§ Problem:
Using the entries below, copy out all lines where "TelemetryError" is found.

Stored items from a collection
◇ ◇ ◇ ◇ ◇

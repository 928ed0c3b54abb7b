use crate::config::ConfigError;
use crate::inventory::{ExportError, ImportError, InventoryServiceError, RepositoryError};
use crate::telemetry::TelemetryError;
use crate::valuation::{ModelLoadError, PredictionError};
use axum::http::StatusCode;
use axum::response::{IntoResponse, Response};
use axum::Json;
use serde_json::json;
use std::fmt;

#[derive(Debug)]
pub enum AppError {
    Config(ConfigError),
    Telemetry(TelemetryError),
    Io(std::io::Error),
    Server(axum::Error),
    Model(ModelLoadError),
    Import(ImportError),
    Export(ExportError),
    Inventory(InventoryServiceError),
    Prediction(PredictionError),
}

impl fmt::Display for AppError {
    fn fmt(&self, f: &mut fmt::Formatter<'_>) -> fmt::Result {
        match self {
            AppError::Config(err) => write!(f, "configuration error: {}", err),
            AppError::Telemetry(err) => write!(f, "telemetry error: {}", err),
            AppError::Io(err) => write!(f, "io error: {}", err),
            AppError::Server(err) => write!(f, "server error: {}", err),
            AppError::Model(err) => write!(f, "model error: {}", err),
            AppError::Import(err) => write!(f, "import error: {}", err),
            AppError::Export(err) => write!(f, "export error: {}", err),
            AppError::Inventory(err) => write!(f, "inventory error: {}", err),
            AppError::Prediction(err) => write!(f, "prediction error: {}", err),
        }
    }
}

impl std::error::Error for AppError {
    fn source(&self) -> Option<&(dyn std::error::Error + 'static)> {
        match self {
            AppError::Config(err) => Some(err),
            AppError::Telemetry(err) => Some(err),
            AppError::Io(err) => Some(err),
            AppError::Server(err) => Some(err),
            AppError::Model(err) => Some(err),
            AppError::Import(err) => Some(err),
            AppError::Export(err) => Some(err),
            AppError::Inventory(err) => Some(err),
            AppError::Prediction(err) => Some(err),
        }
    }
}

impl IntoResponse for AppError {
    fn into_response(self) -> Response {
        let status = match &self {
            AppError::Import(_) | AppError::Inventory(InventoryServiceError::InvalidQuery(_)) => {
                StatusCode::BAD_REQUEST
            }
            AppError::Inventory(InventoryServiceError::Validation(_))
            | AppError::Prediction(PredictionError::Validation(_)) => {
                StatusCode::UNPROCESSABLE_ENTITY
            }
            AppError::Inventory(InventoryServiceError::Repository(RepositoryError::NotFound)) => {
                StatusCode::NOT_FOUND
            }
            AppError::Inventory(InventoryServiceError::Repository(RepositoryError::Conflict)) => {
                StatusCode::CONFLICT
            }
            AppError::Config(_)
            | AppError::Telemetry(_)
            | AppError::Io(_)
            | AppError::Server(_)
            | AppError::Model(_)
            | AppError::Export(_)
            | AppError::Prediction(PredictionError::Inference(_))
            | AppError::Inventory(InventoryServiceError::Repository(
                RepositoryError::Unavailable(_),
            )) => StatusCode::INTERNAL_SERVER_ERROR,
        };

        let body = Json(json!({ "error": self.to_string() }));
        (status, body).into_response()
    }
}

impl From<ConfigError> for AppError {
    fn from(value: ConfigError) -> Self {
        Self::Config(value)
    }
}

impl From<TelemetryError> for AppError {
    fn from(value: TelemetryError) -> Self {
        Self::Telemetry(value)
    }
}

impl From<std::io::Error> for AppError {
    fn from(value: std::io::Error) -> Self {
        Self::Io(value)
    }
}

impl From<axum::Error> for AppError {
    fn from(value: axum::Error) -> Self {
        Self::Server(value)
    }
}

impl From<ModelLoadError> for AppError {
    fn from(value: ModelLoadError) -> Self {
        Self::Model(value)
    }
}

impl From<ImportError> for AppError {
    fn from(value: ImportError) -> Self {
        Self::Import(value)
    }
}

impl From<RepositoryError> for AppError {
    fn from(value: RepositoryError) -> Self {
        Self::Inventory(InventoryServiceError::Repository(value))
    }
}

impl From<InventoryServiceError> for AppError {
    fn from(value: InventoryServiceError) -> Self {
        Self::Inventory(value)
    }
}

impl From<PredictionError> for AppError {
    fn from(value: PredictionError) -> Self {
        Self::Prediction(value)
    }
}

impl From<ExportError> for AppError {
    fn from(value: ExportError) -> Self {
        Self::Export(value)
    }
}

◇ ◇ ◇ ◇ ◇

§ Exercise output:
use crate::telemetry::TelemetryError;
    Telemetry(TelemetryError),
impl From<TelemetryError> for AppError {
    fn from(value: TelemetryError) -> Self {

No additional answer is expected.